* _Your instructions_: Please give the listing underneath again, exactly as shown.

┌──

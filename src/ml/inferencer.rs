// ============================================================
// Layer 5 — Inferencer
// ============================================================
// A trained network plus the vocabulary it was trained with.
// This pair is the unit that gets promoted into the session's
// active slot and swapped as a whole.

use burn::prelude::*;

use crate::data::batcher::WindowBatcher;
use crate::domain::errors::{CoreError, CoreResult};
use crate::domain::model_record::{ModelId, ModelRecord};
use crate::domain::vocabulary::Vocabulary;
use crate::infra::weight_codec;
use crate::ml::model::{CharRnn, CharRnnConfig};
use crate::ml::sampler::NextCharModel;
use crate::ml::{default_device, InferBackend};

pub struct Inferencer {
    pub model_id: ModelId,
    model:        CharRnn<InferBackend>,
    vocabulary:   Vocabulary,
    config:       CharRnnConfig,
    batcher:      WindowBatcher<InferBackend>,
}

impl Inferencer {
    pub fn new(
        model_id:   ModelId,
        model:      CharRnn<InferBackend>,
        vocabulary: Vocabulary,
        config:     CharRnnConfig,
    ) -> Self {
        Self { model_id, model, vocabulary, config, batcher: WindowBatcher::new(default_device()) }
    }

    /// Rebuild the network described by a stored record and load its weights.
    pub fn from_record(record: &ModelRecord) -> CoreResult<Self> {
        let (Some(weights), Some(vocab_json)) = (&record.model_weights, &record.tokenizer_data) else {
            return Err(CoreError::CorruptWeights(format!(
                "model {} has no stored weights or vocabulary",
                record.id
            )));
        };

        let config: CharRnnConfig = serde_json::from_str(&record.config)
            .map_err(|e| CoreError::CorruptWeights(format!("unreadable model config: {e}")))?;
        let vocabulary: Vocabulary = serde_json::from_str(vocab_json)
            .map_err(|e| CoreError::CorruptWeights(format!("unreadable vocabulary: {e}")))?;

        if vocabulary.len() != config.vocab_size {
            return Err(CoreError::CorruptWeights(format!(
                "vocabulary has {} characters but the model expects {}",
                vocabulary.len(),
                config.vocab_size
            )));
        }

        let params = weight_codec::deserialize(weights, &config.parameter_shapes())?;
        let model  = config
            .init::<InferBackend>(&default_device())
            .load_parameters(params)?;

        tracing::info!(
            "Model {} restored ({} characters in vocabulary)",
            record.id,
            vocabulary.len()
        );
        Ok(Self::new(record.id, model, vocabulary, config))
    }

    pub fn vocabulary(&self) -> &Vocabulary {
        &self.vocabulary
    }

    pub fn window_len(&self) -> usize {
        self.config.seq_length
    }

    /// Probability distribution over the vocabulary for one window.
    pub fn predict(&self, window: &[u32]) -> CoreResult<Vec<f32>> {
        let input = self.batcher.single(window);
        self.model
            .predict(input)
            .into_data()
            .convert::<f32>()
            .to_vec::<f32>()
            .map_err(|e| CoreError::CorruptWeights(format!("cannot read prediction: {e:?}")))
    }
}

impl NextCharModel for Inferencer {
    fn next_distribution(&self, window: &[u32]) -> CoreResult<Vec<f32>> {
        self.predict(window)
    }
}

// ─── Unit Tests ───────────────────────────────────────────────────────────────
#[cfg(test)]
mod tests {
    use super::*;
    use crate::domain::model_record::NewModel;

    fn record_for(config: &CharRnnConfig, vocab: &Vocabulary) -> ModelRecord {
        let model  = config.init::<InferBackend>(&default_device());
        let params = model.parameters().unwrap();
        let mut r  = ModelRecord::new(
            1,
            NewModel {
                name:         "t".into(),
                config:       serde_json::to_string(config).unwrap(),
                total_epochs: 1,
            },
        );
        r.model_weights  = Some(weight_codec::serialize(&params).unwrap());
        r.tokenizer_data = Some(serde_json::to_string(vocab).unwrap());
        r
    }

    fn tiny(vocab: usize) -> CharRnnConfig {
        CharRnnConfig::for_vocab(vocab)
            .with_embedding_dim(4)
            .with_hidden_units(4)
            .with_ffn_units(8)
    }

    #[test]
    fn test_restore_and_predict() {
        let vocab = Vocabulary::build("abcdef");
        let inf   = Inferencer::from_record(&record_for(&tiny(6), &vocab)).unwrap();
        let probs = inf.predict(&vec![0; inf.window_len()]).unwrap();
        assert_eq!(probs.len(), 6);
        assert!((probs.iter().sum::<f32>() - 1.0).abs() < 1e-4);
    }

    #[test]
    fn test_vocabulary_size_mismatch_is_corrupt() {
        let vocab = Vocabulary::build("abcde");
        let r     = record_for(&tiny(6), &vocab);
        assert!(matches!(Inferencer::from_record(&r), Err(CoreError::CorruptWeights(_))));
    }

    #[test]
    fn test_missing_artifacts_is_corrupt() {
        let mut r = record_for(&tiny(6), &Vocabulary::build("abcdef"));
        r.model_weights = None;
        assert!(matches!(Inferencer::from_record(&r), Err(CoreError::CorruptWeights(_))));
    }
}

└──

* _Output_:
filename src/ml/inferencer.rs
// ============================================================
// Layer 5 — Inferencer
// ============================================================
// A trained network plus the vocabulary it was trained with.
// This pair is the unit that gets promoted into the session's
// active slot and swapped as a whole.

use burn::prelude::*;

use crate::data::batcher::WindowBatcher;
use crate::domain::errors::{CoreError, CoreResult};
use crate::domain::model_record::{ModelId, ModelRecord};
use crate::domain::vocabulary::Vocabulary;
use crate::infra::weight_codec;
use crate::ml::model::{CharRnn, CharRnnConfig};
use crate::ml::sampler::NextCharModel;
use crate::ml::{default_device, InferBackend};

pub struct Inferencer {
    pub model_id: ModelId,
    model:        CharRnn<InferBackend>,
    vocabulary:   Vocabulary,
    config:       CharRnnConfig,
    batcher:      WindowBatcher<InferBackend>,
}

impl Inferencer {
    pub fn new(
        model_id:   ModelId,
        model:      CharRnn<InferBackend>,
        vocabulary: Vocabulary,
        config:     CharRnnConfig,
    ) -> Self {
        Self { model_id, model, vocabulary, config, batcher: WindowBatcher::new(default_device()) }
    }

    /// Rebuild the network described by a stored record and load its weights.
    pub fn from_record(record: &ModelRecord) -> CoreResult<Self> {
        let (Some(weights), Some(vocab_json)) = (&record.model_weights, &record.tokenizer_data) else {
            return Err(CoreError::CorruptWeights(format!(
                "model {} has no stored weights or vocabulary",
                record.id
            )));
        };

        let config: CharRnnConfig = serde_json::from_str(&record.config)
            .map_err(|e| CoreError::CorruptWeights(format!("unreadable model config: {e}")))?;
        let vocabulary: Vocabulary = serde_json::from_str(vocab_json)
            .map_err(|e| CoreError::CorruptWeights(format!("unreadable vocabulary: {e}")))?;

        if vocabulary.len() != config.vocab_size {
            return Err(CoreError::CorruptWeights(format!(
                "vocabulary has {} characters but the model expects {}",
                vocabulary.len(),
                config.vocab_size
            )));
        }

        let params = weight_codec::deserialize(weights, &config.parameter_shapes())?;
        let model  = config
            .init::<InferBackend>(&default_device())
            .load_parameters(params)?;

        tracing::info!(
            "Model {} restored ({} characters in vocabulary)",
            record.id,
            vocabulary.len()
        );
        Ok(Self::new(record.id, model, vocabulary, config))
    }

    pub fn vocabulary(&self) -> &Vocabulary {
        &self.vocabulary
    }

    pub fn window_len(&self) -> usize {
        self.config.seq_length
    }

    /// Probability distribution over the vocabulary for one window.
    pub fn predict(&self, window: &[u32]) -> CoreResult<Vec<f32>> {
        let input = self.batcher.single(window);
        self.model
            .predict(input)
            .into_data()
            .convert::<f32>()
            .to_vec::<f32>()
            .map_err(|e| CoreError::CorruptWeights(format!("cannot read prediction: {e:?}")))
    }
}

impl NextCharModel for Inferencer {
    fn next_distribution(&self, window: &[u32]) -> CoreResult<Vec<f32>> {
        self.predict(window)
    }
}

// ─── Unit Tests ───────────────────────────────────────────────────────────────
#[cfg(test)]
mod tests {
    use super::*;
    use crate::domain::model_record::NewModel;

    fn record_for(config: &CharRnnConfig, vocab: &Vocabulary) -> ModelRecord {
        let model  = config.init::<InferBackend>(&default_device());
        let params = model.parameters().unwrap();
        let mut r  = ModelRecord::new(
            1,
            NewModel {
                name:         "t".into(),
                config:       serde_json::to_string(config).unwrap(),
                total_epochs: 1,
            },
        );
        r.model_weights  = Some(weight_codec::serialize(&params).unwrap());
        r.tokenizer_data = Some(serde_json::to_string(vocab).unwrap());
        r
    }

    fn tiny(vocab: usize) -> CharRnnConfig {
        CharRnnConfig::for_vocab(vocab)
            .with_embedding_dim(4)
            .with_hidden_units(4)
            .with_ffn_units(8)
    }

    #[test]
    fn test_restore_and_predict() {
        let vocab = Vocabulary::build("abcdef");
        let inf   = Inferencer::from_record(&record_for(&tiny(6), &vocab)).unwrap();
        let probs = inf.predict(&vec![0; inf.window_len()]).unwrap();
        assert_eq!(probs.len(), 6);
        assert!((probs.iter().sum::<f32>() - 1.0).abs() < 1e-4);
    }

    #[test]
    fn test_vocabulary_size_mismatch_is_corrupt() {
        let vocab = Vocabulary::build("abcde");
        let r     = record_for(&tiny(6), &vocab);
        assert!(matches!(Inferencer::from_record(&r), Err(CoreError::CorruptWeights(_))));
    }

    #[test]
    fn test_missing_artifacts_is_corrupt() {
        let mut r = record_for(&tiny(6), &Vocabulary::build("abcdef"));
        r.model_weights = None;
        assert!(matches!(Inferencer::from_record(&r), Err(CoreError::CorruptWeights(_))));
    }
}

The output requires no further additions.